= Task to carry out =
What is needed is a verbatim copy of each record below.

▼

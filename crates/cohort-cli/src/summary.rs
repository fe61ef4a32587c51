//! Load summaries, printed as a table or as JSON.

use anyhow::Result;
use comfy_table::modifiers::UTF8_ROUND_CORNERS;
use comfy_table::presets::UTF8_FULL_CONDENSED;
use comfy_table::{Cell, CellAlignment, Table};

use cohort_core::{DictionarySummary, MeasurementSummary};

pub fn print_dictionary_summary(summary: &DictionarySummary, json: bool) -> Result<()> {
    if json {
        println!("{}", serde_json::to_string_pretty(summary)?);
        return Ok(());
    }
    println!("Dataset: {}", summary.dataset_name);
    if summary.dataset_created {
        println!("Dataset was created by this load.");
    }
    let mut table = new_summary_table();
    table.add_row(count_row(
        "Annotations",
        summary.annotations_existing,
        summary.annotations_inserted,
    ));
    table.add_row(count_row(
        "Variables",
        summary.variables_existing,
        summary.variables_inserted,
    ));
    table.add_row(count_row(
        "Options",
        summary.options_existing,
        summary.options_inserted,
    ));
    println!("{table}");
    Ok(())
}

pub fn print_measurement_summary(summary: &MeasurementSummary, json: bool) -> Result<()> {
    if json {
        println!("{}", serde_json::to_string_pretty(summary)?);
        return Ok(());
    }
    println!(
        "Dataset: {} ({} rows read)",
        summary.dataset_name, summary.rows_total
    );
    let mut table = new_summary_table();
    table.add_row(count_row(
        "Subjects",
        summary.subjects_existing,
        summary.subjects_inserted,
    ));
    table.add_row(count_row(
        "Measurements",
        summary.measurements_duplicate,
        summary.measurements_inserted,
    ));
    println!("{table}");
    Ok(())
}

fn new_summary_table() -> Table {
    let mut table = Table::new();
    table
        .load_preset(UTF8_FULL_CONDENSED)
        .apply_modifier(UTF8_ROUND_CORNERS)
        .set_header(vec!["Entity", "Skipped", "Inserted"]);
    for column in table.column_iter_mut().skip(1) {
        column.set_cell_alignment(CellAlignment::Right);
    }
    table
}

fn count_row(entity: &str, skipped: usize, inserted: usize) -> Vec<Cell> {
    vec![
        Cell::new(entity),
        Cell::new(skipped),
        Cell::new(inserted),
    ]
}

▲

= Exercise response =
filename crates/cohort-cli/src/summary.rs
repository fe61ef4a32587c51
//! Load summaries, printed as a table or as JSON.

use anyhow::Result;
use comfy_table::modifiers::UTF8_ROUND_CORNERS;
use comfy_table::presets::UTF8_FULL_CONDENSED;
use comfy_table::{Cell, CellAlignment, Table};

use cohort_core::{DictionarySummary, MeasurementSummary};

pub fn print_dictionary_summary(summary: &DictionarySummary, json: bool) -> Result<()> {
    if json {
        println!("{}", serde_json::to_string_pretty(summary)?);
        return Ok(());
    }
    println!("Dataset: {}", summary.dataset_name);
    if summary.dataset_created {
        println!("Dataset was created by this load.");
    }
    let mut table = new_summary_table();
    table.add_row(count_row(
        "Annotations",
        summary.annotations_existing,
        summary.annotations_inserted,
    ));
    table.add_row(count_row(
        "Variables",
        summary.variables_existing,
        summary.variables_inserted,
    ));
    table.add_row(count_row(
        "Options",
        summary.options_existing,
        summary.options_inserted,
    ));
    println!("{table}");
    Ok(())
}

pub fn print_measurement_summary(summary: &MeasurementSummary, json: bool) -> Result<()> {
    if json {
        println!("{}", serde_json::to_string_pretty(summary)?);
        return Ok(());
    }
    println!(
        "Dataset: {} ({} rows read)",
        summary.dataset_name, summary.rows_total
    );
    let mut table = new_summary_table();
    table.add_row(count_row(
        "Subjects",
        summary.subjects_existing,
        summary.subjects_inserted,
    ));
    table.add_row(count_row(
        "Measurements",
        summary.measurements_duplicate,
        summary.measurements_inserted,
    ));
    println!("{table}");
    Ok(())
}

fn new_summary_table() -> Table {
    let mut table = Table::new();
    table
        .load_preset(UTF8_FULL_CONDENSED)
        .apply_modifier(UTF8_ROUND_CORNERS)
        .set_header(vec!["Entity", "Skipped", "Inserted"]);
    for column in table.column_iter_mut().skip(1) {
        column.set_cell_alignment(CellAlignment::Right);
    }
    table
}

fn count_row(entity: &str, skipped: usize, inserted: usize) -> Vec<Cell> {
    vec![
        Cell::new(entity),
        Cell::new(skipped),
        Cell::new(inserted),
    ]
}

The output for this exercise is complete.